Grüne wollen Erbschafts- und Schenkungssteuer wieder einführen und Steuerhinterziehung bekämpfen

Wien (OTS) - Auch die Grünen sehen Unzulänglichkeiten im Steuersystem und schlagen Ministerin Fekter vor an folgenden Schrauben zu drehen:
"Die Verteilungsungerechtigkeiten im Steuersystem müssen dringend beseitigt werden. Das gilt insbesondere für die hohe Belastung des Faktors Arbeit und für die de facto nicht bestehende Besteuerung von Vermögen in Österreich", sagt Bruno Rossmann, Nationalratsabgeordneter der Grünen.

Aufgrund der Befunde einer neuen Studie der Österreichischen Nationalbank zur Verteilung von Vermögen in Österreich sollen die Erbschafts- und Schenkungssteuer wieder eingeführt werden. Aus den Ergebnissen dieser Studie lässt sich errechnen, dass in Österreich jährlich rund 30 Milliarden Euro an Vermögen steuerfrei vererbt werden. "Wir fordern daher eine Erbschafts- und Schenkungssteuer, die ihren Namen verdient. Im Gegenzug könnten die niedrigen Einkommen entlastet werden", sagt Rossmann.

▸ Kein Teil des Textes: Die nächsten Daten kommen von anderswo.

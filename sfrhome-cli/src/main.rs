// Lint configuration for this crate
#![warn(clippy::all)]
#![warn(clippy::pedantic)]
#![allow(clippy::module_name_repetitions)]
#![allow(clippy::must_use_candidate)]

//! SFR Home CLI - fetch the device list of an SFR Home alarm system.
//!
//! # Examples
//!
//! ```bash
//! # Log in (prompting for the password) and export devices.json / devices.csv
//! sfrhome -u me@example.com
//!
//! # Reuse a browser session cookie
//! SFR_COOKIE="sid=...; ssoid=..." sfrhome
//!
//! # Normalize a saved XML dump, no network
//! sfrhome parse debug_mysensors.xml
//!
//! # Print the records as JSON
//! sfrhome --format json --pretty
//!
//! # Run the control API stub
//! sfrhome serve --bind 127.0.0.1:5000
//! ```

mod commands;
mod control;
mod credentials;
mod output;
mod settings;

use std::path::PathBuf;

use clap::{Parser, Subcommand, ValueEnum};
use tracing_subscriber::{fmt, prelude::*, EnvFilter};

use commands::fetch::FetchArgs;
use commands::{config, fetch, parse, serve};

// ============================================================================
// CLI Definition
// ============================================================================

/// SFR Home CLI - alarm system device list exporter.
#[derive(Parser)]
#[command(name = "sfrhome")]
#[command(about = "SFR Home device list exporter")]
#[command(long_about = r#"
Fetches the device list of an SFR Home alarm system and exports it as
JSON and CSV.

Sessions are tried in order:
  1. the cookie given with --cookie or SFR_COOKIE
  2. the cookie jar saved by a previous run
  3. a fresh SSO login with --user / --password (prompted if missing)

Examples:
  sfrhome -u me@example.com        # Log in and export
  sfrhome --local dump.xml         # Normalize a local XML file
  sfrhome --format json            # Records on stdout
  sfrhome serve                    # Control API stub
"#)]
#[command(version)]
pub struct Cli {
    /// Subcommand to run. If none, runs 'fetch' by default.
    #[command(subcommand)]
    pub command: Option<Commands>,

    /// Session, portal and output options.
    #[command(flatten)]
    pub fetch: FetchArgs,

    /// Output format (text or json).
    #[arg(long, short = 'f', default_value = "text", global = true)]
    pub format: OutputFormat,

    /// Pretty-print JSON output.
    #[arg(long, global = true)]
    pub pretty: bool,

    /// Configuration file (defaults to ~/.config/sfrhome/config.json).
    #[arg(long, global = true)]
    pub config: Option<PathBuf>,

    /// Verbose output (show debug info).
    #[arg(long, short, global = true)]
    pub verbose: bool,

    /// Disable colored output.
    #[arg(long, global = true)]
    pub no_color: bool,

    /// Quiet mode (minimal output).
    #[arg(long, short, global = true)]
    pub quiet: bool,
}

/// CLI commands.
#[derive(Subcommand)]
pub enum Commands {
    /// Fetch the device list (default if no command specified).
    Fetch,

    /// Normalize a local XML file without touching the network.
    Parse {
        /// XML file to read.
        file: PathBuf,
    },

    /// Run the control API stub.
    Serve(serve::ServeArgs),

    /// Manage configuration.
    Config(config::ConfigArgs),
}

/// Output format options.
#[derive(Debug, Clone, Copy, PartialEq, Eq, ValueEnum, Default)]
pub enum OutputFormat {
    /// Human-readable text with colors.
    #[default]
    Text,
    /// JSON output for scripting.
    Json,
}

/// CLI exit codes.
#[derive(Debug, Clone, Copy, PartialEq, Eq)]
#[repr(i32)]
pub enum ExitCode {
    /// Success.
    Success = 0,
    /// Every session attempt failed.
    FetchFailed = 1,
    /// Credentials or other configuration missing.
    MissingCredentials = 2,
    /// Local file unreadable or not XML.
    ParseError = 3,
}

// ============================================================================
// Logging Setup
// ============================================================================

fn setup_logging(verbose: bool, quiet: bool) {
    if quiet {
        return;
    }

    let filter = if verbose {
        EnvFilter::new("sfrhome=debug,info")
    } else {
        EnvFilter::new("sfrhome=warn")
    };

    tracing_subscriber::registry()
        .with(
            fmt::layer()
                .with_target(false)
                .without_time()
                .with_writer(std::io::stderr),
        )
        .with(filter)
        .init();
}

// ============================================================================
// Main Entry Point
// ============================================================================

#[tokio::main(flavor = "current_thread")]
async fn main() {
    let cli = Cli::parse();

    setup_logging(cli.verbose, cli.quiet);

    let result = match &cli.command {
        Some(Commands::Fetch) | None => fetch::run(&cli).await,
        Some(Commands::Parse { file }) => parse::run(file, &cli).await,
        Some(Commands::Serve(args)) => serve::run(args).await,
        Some(Commands::Config(args)) => config::run(args, &cli),
    };

    let code = match result {
        Ok(code) => code,
        Err(e) => {
            eprintln!("Error: {e:#}");
            ExitCode::FetchFailed
        }
    };

    std::process::exit(code as i32);
}
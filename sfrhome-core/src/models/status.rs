//! Fetch-related types.
//!
//! - [`FetchSource`] - How a device snapshot was obtained
//! - [`SsoFieldStyle`] - Field names used by the SSO token request

use serde::{Deserialize, Serialize};

// ============================================================================
// Fetch Source
// ============================================================================

/// How the device data was fetched.
#[derive(Debug, Clone, Copy, PartialEq, Eq, Hash, Serialize, Deserialize, Default)]
#[serde(rename_all = "snake_case")]
pub enum FetchSource {
    /// Via a cookie string supplied on the command line or environment.
    ExplicitCookie,
    /// Via cookies persisted by a previous run.
    StoredCookie,
    /// Via the full SSO login flow.
    #[default]
    Sso,
    /// Via a local XML file (no network).
    LocalFile,
}

impl FetchSource {
    /// Returns a human-readable label.
    pub fn label(&self) -> &'static str {
        match self {
            Self::ExplicitCookie => "Explicit cookie",
            Self::StoredCookie => "Stored cookie",
            Self::Sso => "SSO",
            Self::LocalFile => "Local file",
        }
    }

    /// Returns a description of this fetch source.
    pub fn description(&self) -> &'static str {
        match self {
            Self::ExplicitCookie => "Via a session cookie passed by the caller",
            Self::StoredCookie => "Via cookies saved by a previous login",
            Self::Sso => "Via a fresh SSO login",
            Self::LocalFile => "Via a local XML dump",
        }
    }

    /// Returns all fetch sources.
    pub fn all() -> &'static [FetchSource] {
        &[
            Self::ExplicitCookie,
            Self::StoredCookie,
            Self::Sso,
            Self::LocalFile,
        ]
    }
}

impl std::fmt::Display for FetchSource {
    fn fmt(&self, f: &mut std::fmt::Formatter<'_>) -> std::fmt::Result {
        write!(f, "{}", self.label())
    }
}

// ============================================================================
// SSO Field Style
// ============================================================================

/// Form field names used when posting credentials to the SSO endpoint.
#[derive(Debug, Clone, Copy, PartialEq, Eq, Hash, Serialize, Deserialize, Default)]
#[serde(rename_all = "lowercase")]
pub enum SsoFieldStyle {
    /// `connectionSFR` / `passSFR`, as the portal's own login page sends.
    #[default]
    Vendor,
    /// `username` / `password`.
    Plain,
}

impl SsoFieldStyle {
    /// Returns the (user, password) field names.
    pub fn field_names(&self) -> (&'static str, &'static str) {
        match self {
            Self::Vendor => ("connectionSFR", "passSFR"),
            Self::Plain => ("username", "password"),
        }
    }
}

impl std::str::FromStr for SsoFieldStyle {
    type Err = String;

    fn from_str(s: &str) -> Result<Self, Self::Err> {
        match s.trim().to_ascii_lowercase().as_str() {
            "vendor" | "sfr" => Ok(Self::Vendor),
            "plain" => Ok(Self::Plain),
            other => Err(format!("unknown SSO field style: {other}")),
        }
    }
}

impl std::fmt::Display for SsoFieldStyle {
    fn fmt(&self, f: &mut std::fmt::Formatter<'_>) -> std::fmt::Result {
        match self {
            Self::Vendor => write!(f, "vendor"),
            Self::Plain => write!(f, "plain"),
        }
    }
}

// ============================================================================
// Tests
// ============================================================================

Außerdem ist es hoch an der Zeit die Ökologisierung des Steuersystems voran zu treiben. Die Grünen haben bereits vor Jahren entsprechende Vorschläge gemacht. Laut Rossmann haben andere Länder, wie etwa Dänemark, längst die richtige Richtung eingeschlagen und haben wichtige Schritte zu einer Ökologisierung ihrer Steuersysteme gesetzt.

Zusätzliches Geld würde laut Rossmann die Umsetzung der so genannten EU-Zinsenrichtlinie bringen: "Wenn sich Ministerin Fekter weiterhin weigert, dem automatischen Informationsaustausch zuzustimmen, begeht sie Beihilfe zur Steuerhinterziehung in Millionenhöhe."